In fact, one of the more deadly things for you and for me is for you to prefer my style and how I do things over and above the Word of God. You will doom me, and you will doom you.
No, no. What CPCC wants to celebrate is the Word, not the one preaching the Word, although we can rejoice, honor, and do all of those things.
I certainly have my own stylistic preferences, and yet the thing I want to treasure above everything else is the fullness of the counsel of God in the Word being fearlessly proclaimed.

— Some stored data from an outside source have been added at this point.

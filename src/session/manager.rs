//! Session Manager - API key authentication pipeline
//!
//! The `SessionManager` resolves the API key cookie of a request to a session
//! record. Each call runs the same strictly ordered pipeline:
//!
//! 1. **Parse** - shape check of the cookie value, no I/O
//! 2. **Lookup** - read the record by its public ID
//! 3. **Verify** - constant-time comparison of the secret digest
//! 4. **Expiry** - local deadline, or upstream token refresh for OIDC sessions
//! 5. **Slide** - advance stale usage/expiry timestamps
//! 6. **Persist** - at most one store write, and only if something changed
//!
//! Nothing is cached between requests. Two requests carrying the same key may
//! both decide to write; the store keeps whichever lands last, which only
//! costs a redundant write.

use crate::models::{SessionRecord, SessionUpdate};
use crate::oauth::{OidcRefresher, TokenSource};
use crate::session::credential::{ApiKeyCredential, CredentialFormat};
use crate::session::errors::AuthError;
use crate::session::policy::{ExpiryState, SessionPolicy};
use crate::session::store::SessionStore;
use crate::utils::crypto::verify_secret;
use chrono::{DateTime, Utc};
use std::future::Future;
use std::sync::Arc;
use std::time::Duration;

/// Name of the cookie carrying the API key unless configured otherwise
pub const DEFAULT_COOKIE_NAME: &str = "session_token";

/// Runtime configuration of the authentication pipeline
#[derive(Debug, Clone)]
pub struct AuthConfig {
    pub cookie_name: String,
    pub credential_format: CredentialFormat,
    pub policy: SessionPolicy,
    /// Upper bound for each store call and each token exchange
    pub timeout: Duration,
}

impl Default for AuthConfig {
    fn default() -> Self {
        Self {
            cookie_name: DEFAULT_COOKIE_NAME.to_string(),
            credential_format: CredentialFormat::default(),
            policy: SessionPolicy::default(),
            timeout: Duration::from_secs(10),
        }
    }
}

#[derive(Clone)]
pub struct SessionManager {
    config: AuthConfig,
    store: Arc<dyn SessionStore>,
    refresher: OidcRefresher,
}

impl SessionManager {
    #[must_use]
    pub fn new(config: AuthConfig, store: Arc<dyn SessionStore>) -> Self {
        let refresher = OidcRefresher::new(None, config.timeout);
        Self {
            config,
            store,
            refresher,
        }
    }

    /// Configure the token source used to refresh OIDC sessions
    #[must_use]
    pub fn with_token_source(mut self, token_source: Arc<dyn TokenSource>) -> Self {
        self.refresher = OidcRefresher::new(Some(token_source), self.config.timeout);
        self
    }

    #[must_use]
    pub fn cookie_name(&self) -> &str {
        &self.config.cookie_name
    }

    /// Whether expired OIDC sessions can be refreshed
    #[must_use]
    pub fn oidc_refresh_enabled(&self) -> bool {
        self.refresher.is_configured()
    }

    /// Authenticate a raw cookie value against the store at the current time
    ///
    /// # Errors
    ///
    /// Returns the `AuthError` of the first pipeline stage that rejects the key
    pub async fn authenticate(&self, cookie: Option<&str>) -> Result<SessionRecord, AuthError> {
        self.authenticate_at(cookie, Utc::now()).await
    }

    /// Authenticate a raw cookie value as if the current time were `now`
    ///
    /// # Errors
    ///
    /// Returns the `AuthError` of the first pipeline stage that rejects the key
    pub async fn authenticate_at(
        &self,
        cookie: Option<&str>,
        now: DateTime<Utc>,
    ) -> Result<SessionRecord, AuthError> {
        let value = cookie.ok_or(AuthError::MissingCredential)?;
        let credential = ApiKeyCredential::parse(value, &self.config.credential_format)?;

        let mut record = self
            .with_deadline("session lookup", self.store.get_session_by_id(&credential.id))
            .await??
            .ok_or(AuthError::NotFound)?;

        if !verify_secret(credential.secret(), &record.secret_hash) {
            return Err(AuthError::SecretMismatch);
        }

        let policy = &self.config.policy;
        let refreshed = match policy.evaluate(&record, now)? {
            ExpiryState::OidcNeedsRefresh => {
                record = self.refresher.refresh(&record).await?;
                if record.expires_at <= now {
                    return Err(AuthError::Expired);
                }
                true
            }
            ExpiryState::NotExpired | ExpiryState::OidcNotExpired => false,
        };

        let slid = policy.slide(&mut record, now);
        if refreshed || slid.changed() {
            log::debug!(
                "Persisting session {} (oidc_refreshed={refreshed}, last_used={}, expires_at={})",
                record.id,
                slid.last_used,
                slid.expires_at
            );
            self.with_deadline(
                "session update",
                self.store
                    .update_session_by_id(&record.id, &SessionUpdate::from(&record)),
            )
            .await??;
        }

        Ok(record)
    }

    async fn with_deadline<T>(
        &self,
        operation: &'static str,
        future: impl Future<Output = T>,
    ) -> Result<T, AuthError> {
        tokio::time::timeout(self.config.timeout, future)
            .await
            .map_err(|_| AuthError::Cancelled(operation))
    }
}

Look. I'm going to die. I already came close once. You should not put a lot of hope in me. I will let you down. Here's what I've learned after 20 years of ministry.
The further you put me up, the more you'll hate me when I disappoint you. I'm not carrying that. That will be on you.

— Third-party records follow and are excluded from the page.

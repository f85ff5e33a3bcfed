use crate::models::SessionSummary;
use crate::session::ApiKey;
use crate::utils::responses::ResponseBuilder;
use actix_web::HttpResponse;

/// Summary of the session the request authenticated as
pub async fn me(key: ApiKey) -> HttpResponse {
    ResponseBuilder::ok(&SessionSummary::from(&*key))
}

That won't be on me because I'm telling you now, I'm weak and frail, and I know I'm good at talking. I can motivate you, but I can't transform you.
Now remember all of this is in the context of warning God's people. Do not harden your heart. Today if you hear his voice, move toward him, not from him.
Don't let the Word you hear today be meaningless to you. Apply it. Eat it. Devour it. Walk in it. Live courageously in gladness, in obedience to the Word of God.
So, again I ask, what do we do with tough things like speaking on the gift of prophecy? Because it's that living, active Word that pierces and lays bare, that bids me to eagerly desire to prophesy.
It's that Word of God that commands that. I'm not pulling that out of nowhere. The Bible says eagerly desire to prophesy so that the church might be built up, encouraged, and consoled.
It's my Bible that tells me the gift of tongues builds me up and strengthens my inner man.
It's the sacred text that tells me God will give dreams to his children and impressions to their hearts, and words of knowledge build us up into Jesus.
First Corinthians 12 through 14 clearly line out what the sign gifts are and what they're for. I don't have time to kind of walk through all of this, but here's what I would lay before you.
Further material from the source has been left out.